Please output each line of the data exactly as it appears.

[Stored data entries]
═══

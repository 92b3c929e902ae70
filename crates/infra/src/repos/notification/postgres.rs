use super::INotificationRepo;
use passgate_domain::{NotificationRecord, ReminderKind, ID};
use sqlx::PgPool;

pub struct PostgresNotificationRepo {
    pool: PgPool,
}

impl PostgresNotificationRepo {
    pub fn new(pool: PgPool) -> Self {
        Self { pool }
    }
}

#[async_trait::async_trait]
impl INotificationRepo for PostgresNotificationRepo {
    async fn exists(&self, event_id: &ID, user_id: i64, kind: ReminderKind) -> anyhow::Result<bool> {
        let exists: bool = sqlx::query_scalar(
            r#"
            SELECT EXISTS(
                SELECT 1 FROM notification_records
                WHERE event_uid = $1 AND user_id = $2 AND kind = $3
            )
            "#,
        )
        .bind(event_id.inner_ref())
        .bind(user_id)
        .bind(kind.to_string())
        .fetch_one(&self.pool)
        .await?;
        Ok(exists)
    }

    async fn insert(&self, record: &NotificationRecord) -> anyhow::Result<bool> {
        let res = sqlx::query(
            r#"
            INSERT INTO notification_records(event_uid, user_id, kind, created_at)
            VALUES($1, $2, $3, $4)
            ON CONFLICT (event_uid, user_id, kind) DO NOTHING
            "#,
        )
        .bind(record.event_id.inner_ref())
        .bind(record.user_id)
        .bind(record.kind.to_string())
        .bind(record.created_at)
        .execute(&self.pool)
        .await?;
        Ok(res.rows_affected() == 1)
    }

    async fn find_notified_members(
        &self,
        event_id: &ID,
        kind: ReminderKind,
    ) -> anyhow::Result<Vec<i64>> {
        let members: Vec<i64> = sqlx::query_scalar(
            "SELECT user_id FROM notification_records WHERE event_uid = $1 AND kind = $2",
        )
        .bind(event_id.inner_ref())
        .bind(kind.to_string())
        .fetch_all(&self.pool)
        .await?;
        Ok(members)
    }
}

═══

__EXERCISE RESPONSE__:
repository 92b3c929e902ae70
filename crates/infra/src/repos/notification/postgres.rs
use super::INotificationRepo;
use passgate_domain::{NotificationRecord, ReminderKind, ID};
use sqlx::PgPool;

pub struct PostgresNotificationRepo {
    pool: PgPool,
}

impl PostgresNotificationRepo {
    pub fn new(pool: PgPool) -> Self {
        Self { pool }
    }
}

#[async_trait::async_trait]
impl INotificationRepo for PostgresNotificationRepo {
    async fn exists(&self, event_id: &ID, user_id: i64, kind: ReminderKind) -> anyhow::Result<bool> {
        let exists: bool = sqlx::query_scalar(
            r#"
            SELECT EXISTS(
                SELECT 1 FROM notification_records
                WHERE event_uid = $1 AND user_id = $2 AND kind = $3
            )
            "#,
        )
        .bind(event_id.inner_ref())
        .bind(user_id)
        .bind(kind.to_string())
        .fetch_one(&self.pool)
        .await?;
        Ok(exists)
    }

    async fn insert(&self, record: &NotificationRecord) -> anyhow::Result<bool> {
        let res = sqlx::query(
            r#"
            INSERT INTO notification_records(event_uid, user_id, kind, created_at)
            VALUES($1, $2, $3, $4)
            ON CONFLICT (event_uid, user_id, kind) DO NOTHING
            "#,
        )
        .bind(record.event_id.inner_ref())
        .bind(record.user_id)
        .bind(record.kind.to_string())
        .bind(record.created_at)
        .execute(&self.pool)
        .await?;
        Ok(res.rows_affected() == 1)
    }

    async fn find_notified_members(
        &self,
        event_id: &ID,
        kind: ReminderKind,
    ) -> anyhow::Result<Vec<i64>> {
        let members: Vec<i64> = sqlx::query_scalar(
            "SELECT user_id FROM notification_records WHERE event_uid = $1 AND kind = $2",
        )
        .bind(event_id.inner_ref())
        .bind(kind.to_string())
        .fetch_all(&self.pool)
        .await?;
        Ok(members)
    }
}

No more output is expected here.